Las muertes prenatales están muy vinculadas a los determinantes sociales y económicos adversos de la salud. Es preciso hacer más para integrar la prevención de la muerte prenatal en los programas mundiales y nacionales a fin de brindar una atención de salud de alta calidad a las mujeres, los adolescentes y los recién nacidos.

La OMS, a través de la Estrategia Mundial para la Salud de la Mujer, el Niño y el Adolescente (2016-2030) y la aplicación de las recomendaciones del Plan de Acción para Todos los Recién Nacidos (2014), está trabajando para poner fin a las muertes prenatales prevenibles en el marco de los esfuerzos por mejorar la salud de la madre, del recién nacido, del niño y del adolescente.

La mayoría de los mortinatos no reciben una partida de nacimiento ni son registrados.

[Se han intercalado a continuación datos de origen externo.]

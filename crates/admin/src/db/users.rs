//! User repository.

use chrono::{DateTime, Utc};
use sqlx::PgPool;

use stockroom_core::{Email, PlanId, UserId};

use super::RepositoryError;
use crate::models::User;

// =============================================================================
// Internal Row Types
// =============================================================================

#[derive(Debug, sqlx::FromRow)]
struct UserRow {
    id: i32,
    email: String,
    name: String,
    plan_id: i32,
    created_at: DateTime<Utc>,
    updated_at: DateTime<Utc>,
}

impl TryFrom<UserRow> for User {
    type Error = RepositoryError;

    fn try_from(row: UserRow) -> Result<Self, Self::Error> {
        let email = Email::parse(&row.email).map_err(|e| {
            RepositoryError::DataCorruption(format!("invalid email in database: {e}"))
        })?;

        Ok(Self {
            id: UserId::new(row.id),
            email,
            name: row.name,
            plan_id: PlanId::new(row.plan_id),
            created_at: row.created_at,
            updated_at: row.updated_at,
        })
    }
}

#[derive(Debug, sqlx::FromRow)]
struct UserWithHashRow {
    #[sqlx(flatten)]
    user: UserRow,
    password_hash: String,
}

// =============================================================================
// Repository
// =============================================================================

/// Repository for account database operations.
pub struct UserRepository<'a> {
    pool: &'a PgPool,
}

impl<'a> UserRepository<'a> {
    /// Create a new user repository.
    #[must_use]
    pub const fn new(pool: &'a PgPool) -> Self {
        Self { pool }
    }

    /// Get a user by ID.
    ///
    /// # Errors
    ///
    /// Returns `RepositoryError::Database` if the query fails.
    /// Returns `RepositoryError::DataCorruption` if the data is invalid.
    pub async fn get_by_id(&self, id: UserId) -> Result<Option<User>, RepositoryError> {
        let row = sqlx::query_as::<_, UserRow>(
            r"
            SELECT id, email, name, plan_id, created_at, updated_at
            FROM backoffice.app_user
            WHERE id = $1 AND deleted_at IS NULL
            ",
        )
        .bind(id)
        .fetch_optional(self.pool)
        .await?;

        row.map(TryInto::try_into).transpose()
    }

    /// Get a user and their password hash for login.
    ///
    /// # Errors
    ///
    /// Returns `RepositoryError::Database` if the query fails.
    pub async fn get_with_password_hash(
        &self,
        email: &Email,
    ) -> Result<Option<(User, String)>, RepositoryError> {
        let row = sqlx::query_as::<_, UserWithHashRow>(
            r"
            SELECT id, email, name, plan_id, created_at, updated_at, password_hash
            FROM backoffice.app_user
            WHERE email = $1 AND deleted_at IS NULL
            ",
        )
        .bind(email)
        .fetch_optional(self.pool)
        .await?;

        row.map(|r| Ok((r.user.try_into()?, r.password_hash)))
            .transpose()
    }

    /// Create a user on the plan identified by `plan_code`.
    ///
    /// # Errors
    ///
    /// Returns `RepositoryError::Conflict` if the email is already registered.
    /// Returns `RepositoryError::NotFound` if the plan does not exist.
    pub async fn create(
        &self,
        email: &Email,
        name: &str,
        password_hash: &str,
        plan_code: &str,
    ) -> Result<User, RepositoryError> {
        let row = sqlx::query_as::<_, UserRow>(
            r"
            INSERT INTO backoffice.app_user (email, name, password_hash, plan_id)
            SELECT $1, $2, $3, p.id
            FROM backoffice.plan p
            WHERE p.code = $4
            RETURNING id, email, name, plan_id, created_at, updated_at
            ",
        )
        .bind(email)
        .bind(name)
        .bind(password_hash)
        .bind(plan_code)
        .fetch_optional(self.pool)
        .await
        .map_err(|e| RepositoryError::on_unique_violation(e, "email is already registered"))?;

        row.ok_or(RepositoryError::NotFound)?.try_into()
    }

    /// Move a user to another plan.
    ///
    /// # Errors
    ///
    /// Returns `RepositoryError::NotFound` if the user does not exist.
    pub async fn set_plan(&self, id: UserId, plan_id: PlanId) -> Result<User, RepositoryError> {
        let row = sqlx::query_as::<_, UserRow>(
            r"
            UPDATE backoffice.app_user
            SET plan_id = $2, updated_at = now()
            WHERE id = $1 AND deleted_at IS NULL
            RETURNING id, email, name, plan_id, created_at, updated_at
            ",
        )
        .bind(id)
        .bind(plan_id)
        .fetch_optional(self.pool)
        .await?;

        row.ok_or(RepositoryError::NotFound)?.try_into()
    }
}
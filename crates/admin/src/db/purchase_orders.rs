//! Purchase order repository.
//!
//! Headers and items are always written together in one transaction. Moving
//! an order to `received` replenishes every linked product and packaging
//! record at its landed unit cost inside that same transaction, so a receipt
//! either lands completely or not at all.

use sqlx::{PgConnection, PgPool};

use stockroom_core::{PackagingId, ProductId, PurchaseOrderId, PurchaseOrderStatus, UserId};

use super::replenishments::{replenish_packaging_in, replenish_product_in};
use super::{Page, RepositoryError};
use crate::models::{
    PurchaseOrder, PurchaseOrderDetail, PurchaseOrderInput, PurchaseOrderItem,
    PurchaseOrderItemInput, ReceiveOutcome, ReplenishInput, Replenishment,
};

const DUPLICATE_NUMBER: &str = "a purchase order with this number already exists";

/// Repository for purchase order database operations.
pub struct PurchaseOrderRepository<'a> {
    pool: &'a PgPool,
}

impl<'a> PurchaseOrderRepository<'a> {
    /// Create a new purchase order repository.
    #[must_use]
    pub const fn new(pool: &'a PgPool) -> Self {
        Self { pool }
    }

    /// List a user's purchase order headers, newest first, optionally by status.
    ///
    /// # Errors
    ///
    /// Returns `RepositoryError::Database` if the query fails.
    pub async fn list(
        &self,
        user_id: UserId,
        status: Option<PurchaseOrderStatus>,
        page: Page,
    ) -> Result<Vec<PurchaseOrder>, RepositoryError> {
        let orders = sqlx::query_as::<_, PurchaseOrder>(
            r"
            SELECT id, user_id, po_number, supplier, status, order_date, expected_date,
                   shipping_cost, notes, received_at, created_at, updated_at
            FROM backoffice.purchase_order
            WHERE user_id = $1
              AND deleted_at IS NULL
              AND ($2::backoffice.po_status IS NULL OR status = $2)
            ORDER BY order_date DESC, id DESC
            LIMIT $3 OFFSET $4
            ",
        )
        .bind(user_id)
        .bind(status)
        .bind(page.limit)
        .bind(page.offset)
        .fetch_all(self.pool)
        .await?;

        Ok(orders)
    }

    /// Get a purchase order with its items.
    ///
    /// # Errors
    ///
    /// Returns `RepositoryError::Database` if the query fails.
    pub async fn get(
        &self,
        user_id: UserId,
        id: PurchaseOrderId,
    ) -> Result<Option<PurchaseOrderDetail>, RepositoryError> {
        let order = sqlx::query_as::<_, PurchaseOrder>(
            r"
            SELECT id, user_id, po_number, supplier, status, order_date, expected_date,
                   shipping_cost, notes, received_at, created_at, updated_at
            FROM backoffice.purchase_order
            WHERE id = $1 AND user_id = $2 AND deleted_at IS NULL
            ",
        )
        .bind(id)
        .bind(user_id)
        .fetch_optional(self.pool)
        .await?;

        let Some(order) = order else {
            return Ok(None);
        };

        let mut conn = self.pool.acquire().await?;
        let items = fetch_items(&mut conn, order.id).await?;

        Ok(Some(PurchaseOrderDetail::new(order, items)))
    }

    /// Create a draft purchase order with its items.
    ///
    /// # Errors
    ///
    /// Returns `RepositoryError::Conflict` if the PO number is taken or an
    /// item references a product or packaging the user does not have.
    pub async fn create(
        &self,
        user_id: UserId,
        input: &PurchaseOrderInput,
    ) -> Result<PurchaseOrderDetail, RepositoryError> {
        let mut tx = self.pool.begin().await?;

        let order = sqlx::query_as::<_, PurchaseOrder>(
            r"
            INSERT INTO backoffice.purchase_order (
                user_id, po_number, supplier, order_date, expected_date, shipping_cost, notes
            )
            VALUES ($1, $2, $3, $4, $5, $6, $7)
            RETURNING id, user_id, po_number, supplier, status, order_date, expected_date,
                      shipping_cost, notes, received_at, created_at, updated_at
            ",
        )
        .bind(user_id)
        .bind(&input.po_number)
        .bind(&input.supplier)
        .bind(input.order_date)
        .bind(input.expected_date)
        .bind(input.shipping_cost)
        .bind(&input.notes)
        .fetch_one(&mut *tx)
        .await
        .map_err(|e| RepositoryError::on_unique_violation(e, DUPLICATE_NUMBER))?;

        let items = insert_items(&mut tx, user_id, order.id, &input.items).await?;
        tx.commit().await?;

        tracing::info!(
            purchase_order_id = %order.id,
            items = items.len(),
            "Purchase order created"
        );
        Ok(PurchaseOrderDetail::new(order, items))
    }

    /// Replace a draft purchase order's header and items.
    ///
    /// # Errors
    ///
    /// Returns `RepositoryError::NotFound` if the order does not exist.
    /// Returns `RepositoryError::Conflict` if it is no longer a draft, the PO
    /// number is taken, or an item references an unknown record.
    pub async fn update(
        &self,
        user_id: UserId,
        id: PurchaseOrderId,
        input: &PurchaseOrderInput,
    ) -> Result<PurchaseOrderDetail, RepositoryError> {
        let mut tx = self.pool.begin().await?;

        let current = lock_order(&mut tx, user_id, id).await?;
        if !current.status.is_editable() {
            return Err(RepositoryError::Conflict(format!(
                "a {} purchase order can no longer be edited",
                current.status
            )));
        }

        let order = sqlx::query_as::<_, PurchaseOrder>(
            r"
            UPDATE backoffice.purchase_order
            SET po_number = $3,
                supplier = $4,
                order_date = $5,
                expected_date = $6,
                shipping_cost = $7,
                notes = $8,
                updated_at = now()
            WHERE id = $1 AND user_id = $2
            RETURNING id, user_id, po_number, supplier, status, order_date, expected_date,
                      shipping_cost, notes, received_at, created_at, updated_at
            ",
        )
        .bind(id)
        .bind(user_id)
        .bind(&input.po_number)
        .bind(&input.supplier)
        .bind(input.order_date)
        .bind(input.expected_date)
        .bind(input.shipping_cost)
        .bind(&input.notes)
        .fetch_one(&mut *tx)
        .await
        .map_err(|e| RepositoryError::on_unique_violation(e, DUPLICATE_NUMBER))?;

        sqlx::query("DELETE FROM backoffice.purchase_order_item WHERE purchase_order_id = $1")
            .bind(id)
            .execute(&mut *tx)
            .await?;

        let items = insert_items(&mut tx, user_id, id, &input.items).await?;
        tx.commit().await?;

        Ok(PurchaseOrderDetail::new(order, items))
    }

    /// Move a purchase order to `to`.
    ///
    /// Receiving replenishes each linked item at its landed unit cost and
    /// stamps `received_at`. Unlinked items (fees, samples) are not stocked.
    ///
    /// # Errors
    ///
    /// Returns `RepositoryError::NotFound` if the order does not exist.
    /// Returns `RepositoryError::Conflict` if the transition is not allowed or
    /// a linked record has since been deleted. Nothing is written on error.
    pub async fn set_status(
        &self,
        user_id: UserId,
        id: PurchaseOrderId,
        to: PurchaseOrderStatus,
    ) -> Result<ReceiveOutcome, RepositoryError> {
        let mut tx = self.pool.begin().await?;

        let current = lock_order(&mut tx, user_id, id).await?;
        if !current.status.can_transition_to(to) {
            return Err(RepositoryError::Conflict(format!(
                "cannot move a {} purchase order to {to}",
                current.status
            )));
        }

        let items = fetch_items(&mut tx, id).await?;
        let mut replenishments = Vec::new();

        if to == PurchaseOrderStatus::Received {
            let pending = PurchaseOrderDetail::new(current, items);
            let notes = Some(format!("Received on {}", pending.order.po_number));

            for (item, landed) in pending.items.iter().zip(pending.landed_unit_costs()) {
                let input = ReplenishInput {
                    quantity: item.quantity,
                    unit_cost: landed,
                    supplier: Some(pending.order.supplier.clone()),
                    notes: notes.clone(),
                    purchase_order_id: Some(id),
                };

                if let Some(product_id) = item.product_id {
                    let outcome = replenish_product_in(&mut tx, user_id, product_id, &input)
                        .await
                        .map_err(|e| gone(e, "product", product_id.as_i32()))?;
                    replenishments.push(outcome.replenishment);
                } else if let Some(packaging_id) = item.packaging_id {
                    let outcome = replenish_packaging_in(&mut tx, user_id, packaging_id, &input)
                        .await
                        .map_err(|e| gone(e, "packaging", packaging_id.as_i32()))?;
                    replenishments.push(outcome.replenishment);
                }
            }

            return finish_transition(tx, user_id, id, to, pending.items, replenishments).await;
        }

        finish_transition(tx, user_id, id, to, items, replenishments).await
    }

    /// Soft-delete a purchase order. Returns `false` if there was nothing to delete.
    ///
    /// # Errors
    ///
    /// Returns `RepositoryError::Conflict` if the order has been received.
    pub async fn soft_delete(
        &self,
        user_id: UserId,
        id: PurchaseOrderId,
    ) -> Result<bool, RepositoryError> {
        let status = sqlx::query_scalar::<_, PurchaseOrderStatus>(
            r"
            SELECT status
            FROM backoffice.purchase_order
            WHERE id = $1 AND user_id = $2 AND deleted_at IS NULL
            ",
        )
        .bind(id)
        .bind(user_id)
        .fetch_optional(self.pool)
        .await?;

        match status {
            None => return Ok(false),
            Some(PurchaseOrderStatus::Received) => {
                return Err(RepositoryError::Conflict(
                    "received purchase orders cannot be deleted".to_string(),
                ));
            }
            Some(_) => {}
        }

        let result = sqlx::query(
            r"
            UPDATE backoffice.purchase_order
            SET deleted_at = now(), updated_at = now()
            WHERE id = $1 AND user_id = $2 AND deleted_at IS NULL AND status <> 'received'
            ",
        )
        .bind(id)
        .bind(user_id)
        .execute(self.pool)
        .await?;

        Ok(result.rows_affected() > 0)
    }

    /// Count of a user's purchase orders in `status`.
    ///
    /// # Errors
    ///
    /// Returns `RepositoryError::Database` if the query fails.
    pub async fn count_by_status(
        &self,
        user_id: UserId,
        status: PurchaseOrderStatus,
    ) -> Result<i64, RepositoryError> {
        let count = sqlx::query_scalar::<_, i64>(
            r"
            SELECT COUNT(*)
            FROM backoffice.purchase_order
            WHERE user_id = $1 AND status = $2 AND deleted_at IS NULL
            ",
        )
        .bind(user_id)
        .bind(status)
        .fetch_one(self.pool)
        .await?;

        Ok(count)
    }
}
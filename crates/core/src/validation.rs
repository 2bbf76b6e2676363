//! Inline input checks for request handlers.
//!
//! Each helper returns the first problem found as a [`ValidationError`]
//! naming the offending field, which the admin crate turns into a 400.

use chrono::NaiveDate;
use rust_decimal::Decimal;
use serde::Serialize;
use thiserror::Error;

/// A single rejected input field.
#[derive(Debug, Clone, PartialEq, Eq, Error, Serialize)]
#[error("{field}: {message}")]
pub struct ValidationError {
    /// Request field name.
    pub field: &'static str,
    /// Human readable reason.
    pub message: String,
}

impl ValidationError {
    /// Build an error for `field`.
    #[must_use]
    pub fn new(field: &'static str, message: impl Into<String>) -> Self {
        Self {
            field,
            message: message.into(),
        }
    }
}

/// Trim `value` and reject it if nothing is left.
///
/// # Errors
///
/// Returns a [`ValidationError`] for blank input or input longer than `max_len`.
pub fn require_non_empty(
    field: &'static str,
    value: &str,
    max_len: usize,
) -> Result<String, ValidationError> {
    let trimmed = value.trim();
    if trimmed.is_empty() {
        return Err(ValidationError::new(field, "must not be empty"));
    }
    if trimmed.chars().count() > max_len {
        return Err(ValidationError::new(
            field,
            format!("must be at most {max_len} characters"),
        ));
    }
    Ok(trimmed.to_owned())
}

/// Trim an optional string, mapping blank input to `None`.
#[must_use]
pub fn optional_text(value: Option<&str>) -> Option<String> {
    value
        .map(str::trim)
        .filter(|s| !s.is_empty())
        .map(str::to_owned)
}

/// Largest quantity a single request may carry.
pub const MAX_QUANTITY: i32 = 1_000_000;

/// Quantities received, ordered or replenished must be at least one.
///
/// # Errors
///
/// Returns a [`ValidationError`] if `quantity <= 0` or `quantity > MAX_QUANTITY`.
pub fn require_positive_quantity(field: &'static str, quantity: i32) -> Result<(), ValidationError> {
    if quantity <= 0 {
        return Err(ValidationError::new(field, "must be greater than zero"));
    }
    require_max_quantity(field, quantity)
}

/// Stock counts on create/update may be zero but never negative.
///
/// # Errors
///
/// Returns a [`ValidationError`] if `quantity < 0` or `quantity > MAX_QUANTITY`.
pub fn require_non_negative_quantity(
    field: &'static str,
    quantity: i32,
) -> Result<(), ValidationError> {
    if quantity < 0 {
        return Err(ValidationError::new(field, "must not be negative"));
    }
    require_max_quantity(field, quantity)
}

fn require_max_quantity(field: &'static str, quantity: i32) -> Result<(), ValidationError> {
    if quantity > MAX_QUANTITY {
        return Err(ValidationError::new(
            field,
            format!("must be at most {MAX_QUANTITY}"),
        ));
    }
    Ok(())
}

/// Prices, costs, tax and shipping may be zero but never negative.
///
/// # Errors
///
/// Returns a [`ValidationError`] if `value < 0`.
pub fn require_non_negative(field: &'static str, value: Decimal) -> Result<(), ValidationError> {
    if value.is_sign_negative() && !value.is_zero() {
        return Err(ValidationError::new(field, "must not be negative"));
    }
    Ok(())
}

/// Expense amounts must be strictly positive.
///
/// # Errors
///
/// Returns a [`ValidationError`] if `value <= 0`.
pub fn require_positive_amount(field: &'static str, value: Decimal) -> Result<(), ValidationError> {
    if value <= Decimal::ZERO {
        return Err(ValidationError::new(field, "must be greater than zero"));
    }
    Ok(())
}

/// `later` (when present) must not precede `earlier`.
///
/// # Errors
///
/// Returns a [`ValidationError`] on `later < earlier`.
pub fn require_date_order(
    field: &'static str,
    earlier: NaiveDate,
    later: Option<NaiveDate>,
) -> Result<(), ValidationError> {
    match later {
        Some(later) if later < earlier => Err(ValidationError::new(
            field,
            format!("must be on or after {earlier}"),
        )),
        _ => Ok(()),
    }
}
//! HS256 access tokens.
//!
//! Tokens carry the user id and email so requests can be authenticated
//! without a database round trip.

use chrono::Utc;
use jsonwebtoken::{Algorithm, DecodingKey, EncodingKey, Header, Validation, decode, encode};
use secrecy::{ExposeSecret, SecretString};
use serde::{Deserialize, Serialize};

use stockroom_core::{Email, UserId};

use super::AuthError;
use crate::models::CurrentUser;

/// Claims embedded in every token.
#[derive(Debug, Clone, PartialEq, Eq, Serialize, Deserialize)]
pub struct Claims {
    /// User id.
    pub sub: i32,
    pub email: String,
    /// Issued at (unix seconds).
    pub iat: i64,
    /// Expires at (unix seconds).
    pub exp: i64,
}

impl Claims {
    /// The caller these claims identify.
    ///
    /// # Errors
    ///
    /// Returns `AuthError::InvalidToken` if the embedded email does not parse.
    pub fn current_user(&self) -> Result<CurrentUser, AuthError> {
        let email =
            Email::parse(&self.email).map_err(|e| AuthError::InvalidToken(e.to_string()))?;
        Ok(CurrentUser {
            id: UserId::new(self.sub),
            email,
        })
    }
}

/// Signing and verification keys derived from `BACKOFFICE_JWT_SECRET`.
#[derive(Clone)]
pub struct JwtKeys {
    encoding: EncodingKey,
    decoding: DecodingKey,
    ttl_secs: i64,
}

impl std::fmt::Debug for JwtKeys {
    fn fmt(&self, f: &mut std::fmt::Formatter<'_>) -> std::fmt::Result {
        f.debug_struct("JwtKeys")
            .field("keys", &"[REDACTED]")
            .field("ttl_secs", &self.ttl_secs)
            .finish()
    }
}

impl JwtKeys {
    /// Build keys from the shared secret and a token lifetime in hours.
    #[must_use]
    pub fn new(secret: &SecretString, ttl_hours: i64) -> Self {
        let bytes = secret.expose_secret().as_bytes();
        Self {
            encoding: EncodingKey::from_secret(bytes),
            decoding: DecodingKey::from_secret(bytes),
            ttl_secs: ttl_hours * 3600,
        }
    }

    /// Token lifetime in seconds (also used as the cookie max-age).
    #[must_use]
    pub const fn ttl_secs(&self) -> i64 {
        self.ttl_secs
    }

    /// Sign a token for `user_id`.
    ///
    /// # Errors
    ///
    /// Returns `AuthError::TokenIssue` if signing fails.
    pub fn issue(&self, user_id: UserId, email: &Email) -> Result<String, AuthError> {
        let now = Utc::now().timestamp();
        let claims = Claims {
            sub: user_id.as_i32(),
            email: email.as_str().to_string(),
            iat: now,
            exp: now + self.ttl_secs,
        };

        encode(&Header::new(Algorithm::HS256), &claims, &self.encoding)
            .map_err(|e| AuthError::TokenIssue(e.to_string()))
    }

    /// Check a token's signature and expiry and return its claims.
    ///
    /// # Errors
    ///
    /// Returns `AuthError::InvalidToken` if the token is malformed, signed
    /// with another key, or expired.
    pub fn verify(&self, token: &str) -> Result<Claims, AuthError> {
        let mut validation = Validation::new(Algorithm::HS256);
        validation.leeway = 0;

        decode::<Claims>(token, &self.decoding, &validation)
            .map(|data| data.claims)
            .map_err(|e| AuthError::InvalidToken(e.to_string()))
    }
}

#[cfg(test)]
#[allow(clippy::unwrap_used)]
mod tests {
    use super::*;

    fn keys(secret: &str) -> JwtKeys {
        JwtKeys::new(&SecretString::from(secret.to_string()), 24)
    }

    #[test]
    fn test_issue_then_verify() {
        let keys = keys("k3y-for-tests-Xq9#Lm2$Vb7!Np4&Rt8");
        let email = Email::parse("Owner@Example.com").unwrap();
        let token = keys.issue(UserId::new(42), &email).unwrap();

        let claims = keys.verify(&token).unwrap();
        assert_eq!(claims.sub, 42);
        assert_eq!(claims.exp - claims.iat, 24 * 3600);

        let user = claims.current_user().unwrap();
        assert_eq!(user.id, UserId::new(42));
        assert_eq!(user.email.as_str(), "owner@example.com");
    }

    #[test]
    fn test_verify_rejects_other_key() {
        let email = Email::parse("a@example.com").unwrap();
        let token = keys("first-secret-Xq9#Lm2$Vb7!Np4&Rt8zz")
            .issue(UserId::new(1), &email)
            .unwrap();
        let err = keys("second-secret-Xq9#Lm2$Vb7!Np4&Rt8z")
            .verify(&token)
            .unwrap_err();
        assert!(matches!(err, AuthError::InvalidToken(_)));
    }

    #[test]
    fn test_verify_rejects_expired_token() {
        let keys = keys("k3y-for-tests-Xq9#Lm2$Vb7!Np4&Rt8");
        let now = Utc::now().timestamp();
        let claims = Claims {
            sub: 1,
            email: "a@example.com".to_string(),
            iat: now - 7200,
            exp: now - 3600,
        };
        let token = encode(&Header::new(Algorithm::HS256), &claims, &keys.encoding).unwrap();
        assert!(matches!(keys.verify(&token), Err(AuthError::InvalidToken(_))));
    }

    #[test]
    fn test_verify_rejects_garbage() {
        assert!(keys("k3y-for-tests-Xq9#Lm2$Vb7!Np4&Rt8").verify("not.a.jwt").is_err());
    }
}
//! Domain models for the back office.
//!
//! Each resource has a stored record type (serialized straight to JSON), a
//! `*Request` type deserialized from the API, and a validated `*Input`
//! produced by `Request::validate` that the repositories accept.

pub mod expense;
pub mod inventory;
pub mod invoice;
pub mod purchase_order;
pub mod session;
pub mod user;

pub use expense::{
    CategoryTotal, Expense, ExpenseFilter, ExpenseInput, ExpenseRequest, ExpenseSummary,
};
pub use inventory::{
    Packaging, PackagingInput, PackagingReplenishment, PackagingRequest, Product, ProductInput,
    ProductReplenishment, ProductRequest, ReplenishInput, ReplenishRequest, Replenishment,
};
pub use invoice::{Invoice, InvoiceInput, InvoiceRequest, InvoiceStatusRequest};
pub use purchase_order::{
    BulkExpenseFailure, BulkExpenseResult, PurchaseOrder, PurchaseOrderDetail, PurchaseOrderInput,
    PurchaseOrderItem, PurchaseOrderItemInput, PurchaseOrderItemRequest, PurchaseOrderRequest,
    PurchaseOrderStatusRequest, ReceiveOutcome,
};
pub use session::{CurrentUser, EbayOAuthState, session_keys};
pub use user::{Plan, User};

Mejorar los sistemas de notificación de nacimientos y muertes neonatales es una cuestión de derechos humanos y un requisito previo para reducir las muertes prenatales. Además, es necesario fortalecer los sistemas ordinarios de información sanitaria para reflejar y notificar con precisión las muertes prenatales a fin de supervisar y mejorar la calidad de la atención.

Consideraciones Especiales

¿Qué pasa después de diagnosticar un feto muerto?

Es posible expulsar de manera espontánea el bebé en un parto prematuro pasadas 2 o 3 semanas de la muerte fetal. No obstante, es recomendable inducir el trabajo de parto con el objetivo de evitar posibles complicaciones en la madre como, por ejemplo, una hemorragia o infección. Además, la retención de un feto muerto después del diagnóstico puede llevar a causar más problemas emocionales en los padres.

¿Me puede pasar algo si tengo un bebé muerto en el vientre?

Si hay rotura de las membranas del saco gestacional, puede tener lugar una infección bacteriana que acabe en complicaciones mayores. En función de cuál sea la causa, también es posible que haya un problema en la sangre de la madre (coagulopatía) o tener grandes hemorragias. Por tanto, lo primero que hará el médico es evaluar la situación médica de la gestante y, a continuación, tomar la decisión más adecuada para extraer el feto.

¿Qué pasa cuando muere uno de los gemelos en el útero?

En primer lugar, hay que valorar la situación y actuar de manera que el otro bebé no corra peligro. Todo depende del tiempo de embarazo y de si los gemelos comparten o no la placenta. En principio, no es recomendable inducir el parto a no ser que sea estrictamente necesario. Si aún es muy pronto para dar a luz, lo mejor es seguir con la gestación para que el bebé vivo tenga más tiempo y pueda desarrollarse bien. Cuando sea el momento, nacerán ambos bebés al mismo tiempo.